Entries supplied |
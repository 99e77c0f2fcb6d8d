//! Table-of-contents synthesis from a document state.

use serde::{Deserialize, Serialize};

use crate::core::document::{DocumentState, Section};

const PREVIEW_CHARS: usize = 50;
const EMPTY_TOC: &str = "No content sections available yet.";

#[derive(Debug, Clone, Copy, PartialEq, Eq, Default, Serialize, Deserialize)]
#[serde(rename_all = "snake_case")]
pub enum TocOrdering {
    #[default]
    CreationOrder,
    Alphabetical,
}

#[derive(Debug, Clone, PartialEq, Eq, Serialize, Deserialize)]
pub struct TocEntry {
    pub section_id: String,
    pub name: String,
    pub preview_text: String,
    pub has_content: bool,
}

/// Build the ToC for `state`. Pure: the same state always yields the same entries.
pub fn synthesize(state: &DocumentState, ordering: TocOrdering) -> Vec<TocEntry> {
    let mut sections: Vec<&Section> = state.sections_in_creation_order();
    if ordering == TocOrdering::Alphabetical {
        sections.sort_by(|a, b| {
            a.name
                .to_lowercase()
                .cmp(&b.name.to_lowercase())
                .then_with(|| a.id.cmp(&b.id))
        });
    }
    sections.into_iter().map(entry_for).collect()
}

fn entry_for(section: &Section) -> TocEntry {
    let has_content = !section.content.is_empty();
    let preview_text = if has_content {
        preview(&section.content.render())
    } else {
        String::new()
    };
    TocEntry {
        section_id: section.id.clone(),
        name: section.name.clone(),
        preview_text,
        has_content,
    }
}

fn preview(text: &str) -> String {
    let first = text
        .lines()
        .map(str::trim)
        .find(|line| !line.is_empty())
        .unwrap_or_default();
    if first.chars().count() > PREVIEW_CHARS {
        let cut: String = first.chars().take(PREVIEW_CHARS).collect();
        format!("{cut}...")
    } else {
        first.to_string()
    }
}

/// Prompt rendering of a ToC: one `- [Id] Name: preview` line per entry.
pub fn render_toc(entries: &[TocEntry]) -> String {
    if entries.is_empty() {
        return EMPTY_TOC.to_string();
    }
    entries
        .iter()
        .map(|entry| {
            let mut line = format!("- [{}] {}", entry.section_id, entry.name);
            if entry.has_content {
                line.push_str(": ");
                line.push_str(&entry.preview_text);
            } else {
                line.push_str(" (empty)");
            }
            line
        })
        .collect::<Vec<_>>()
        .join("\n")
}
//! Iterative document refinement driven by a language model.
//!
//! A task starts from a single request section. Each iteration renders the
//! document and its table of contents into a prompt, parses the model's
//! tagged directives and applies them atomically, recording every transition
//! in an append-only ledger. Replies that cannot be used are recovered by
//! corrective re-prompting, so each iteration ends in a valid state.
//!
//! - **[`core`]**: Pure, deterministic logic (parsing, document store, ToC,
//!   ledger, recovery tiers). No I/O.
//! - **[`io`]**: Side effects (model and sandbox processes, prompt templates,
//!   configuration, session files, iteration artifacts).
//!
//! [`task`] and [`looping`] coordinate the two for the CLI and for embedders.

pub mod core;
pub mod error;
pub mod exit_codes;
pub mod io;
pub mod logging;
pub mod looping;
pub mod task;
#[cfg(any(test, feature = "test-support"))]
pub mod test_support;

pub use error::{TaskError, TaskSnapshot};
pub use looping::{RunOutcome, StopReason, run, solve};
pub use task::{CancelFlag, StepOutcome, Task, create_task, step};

==

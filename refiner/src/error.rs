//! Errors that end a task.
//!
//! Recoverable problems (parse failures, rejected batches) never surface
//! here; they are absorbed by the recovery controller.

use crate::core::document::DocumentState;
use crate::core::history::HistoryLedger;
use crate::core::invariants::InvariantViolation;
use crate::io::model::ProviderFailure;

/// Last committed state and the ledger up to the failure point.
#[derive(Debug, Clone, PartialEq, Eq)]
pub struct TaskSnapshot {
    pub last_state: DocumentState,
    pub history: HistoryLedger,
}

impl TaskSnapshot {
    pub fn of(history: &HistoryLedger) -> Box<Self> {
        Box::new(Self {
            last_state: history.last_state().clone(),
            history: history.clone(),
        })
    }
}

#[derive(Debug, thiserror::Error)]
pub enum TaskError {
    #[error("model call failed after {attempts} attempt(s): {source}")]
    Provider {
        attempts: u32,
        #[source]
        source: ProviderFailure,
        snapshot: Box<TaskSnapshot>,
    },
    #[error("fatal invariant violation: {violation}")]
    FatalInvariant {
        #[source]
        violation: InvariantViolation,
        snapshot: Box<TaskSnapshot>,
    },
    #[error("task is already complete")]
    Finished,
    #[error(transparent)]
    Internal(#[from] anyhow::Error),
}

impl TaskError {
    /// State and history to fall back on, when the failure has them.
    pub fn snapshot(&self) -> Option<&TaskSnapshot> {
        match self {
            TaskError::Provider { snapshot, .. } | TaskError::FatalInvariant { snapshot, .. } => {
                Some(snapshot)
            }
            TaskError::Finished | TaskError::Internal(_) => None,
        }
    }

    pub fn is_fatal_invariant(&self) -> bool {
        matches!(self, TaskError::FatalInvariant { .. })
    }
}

Assigned task | Filter the entries above down to the lines that hold the word "bool", and copy those lines.

Result |
    pub has_content: bool,
    pub fn is_fatal_invariant(&self) -> bool {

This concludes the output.